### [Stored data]
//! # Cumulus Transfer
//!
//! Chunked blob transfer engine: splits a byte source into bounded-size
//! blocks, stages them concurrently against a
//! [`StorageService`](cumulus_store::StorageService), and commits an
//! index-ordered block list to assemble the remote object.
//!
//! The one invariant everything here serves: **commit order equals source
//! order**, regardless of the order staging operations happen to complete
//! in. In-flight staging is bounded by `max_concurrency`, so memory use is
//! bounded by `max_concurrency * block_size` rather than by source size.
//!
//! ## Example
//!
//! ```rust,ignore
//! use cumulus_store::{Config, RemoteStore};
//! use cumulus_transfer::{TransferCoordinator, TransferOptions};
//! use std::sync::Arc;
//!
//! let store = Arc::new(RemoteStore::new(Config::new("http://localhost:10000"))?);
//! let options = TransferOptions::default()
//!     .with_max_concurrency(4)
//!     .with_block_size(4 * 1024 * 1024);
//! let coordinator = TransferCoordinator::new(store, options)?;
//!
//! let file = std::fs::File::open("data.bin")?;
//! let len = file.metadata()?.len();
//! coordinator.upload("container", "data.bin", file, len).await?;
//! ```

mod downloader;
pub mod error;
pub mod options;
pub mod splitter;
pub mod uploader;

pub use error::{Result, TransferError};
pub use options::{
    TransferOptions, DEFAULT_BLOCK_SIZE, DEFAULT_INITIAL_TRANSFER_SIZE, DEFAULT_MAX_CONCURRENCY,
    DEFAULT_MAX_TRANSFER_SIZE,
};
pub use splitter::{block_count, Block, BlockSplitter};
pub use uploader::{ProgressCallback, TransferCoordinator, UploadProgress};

### [WHAT YOU ARE ASKED TO DO]
State only how many lines above contain "TransferCoordinator".

### [WRITTEN SOLUTION]
3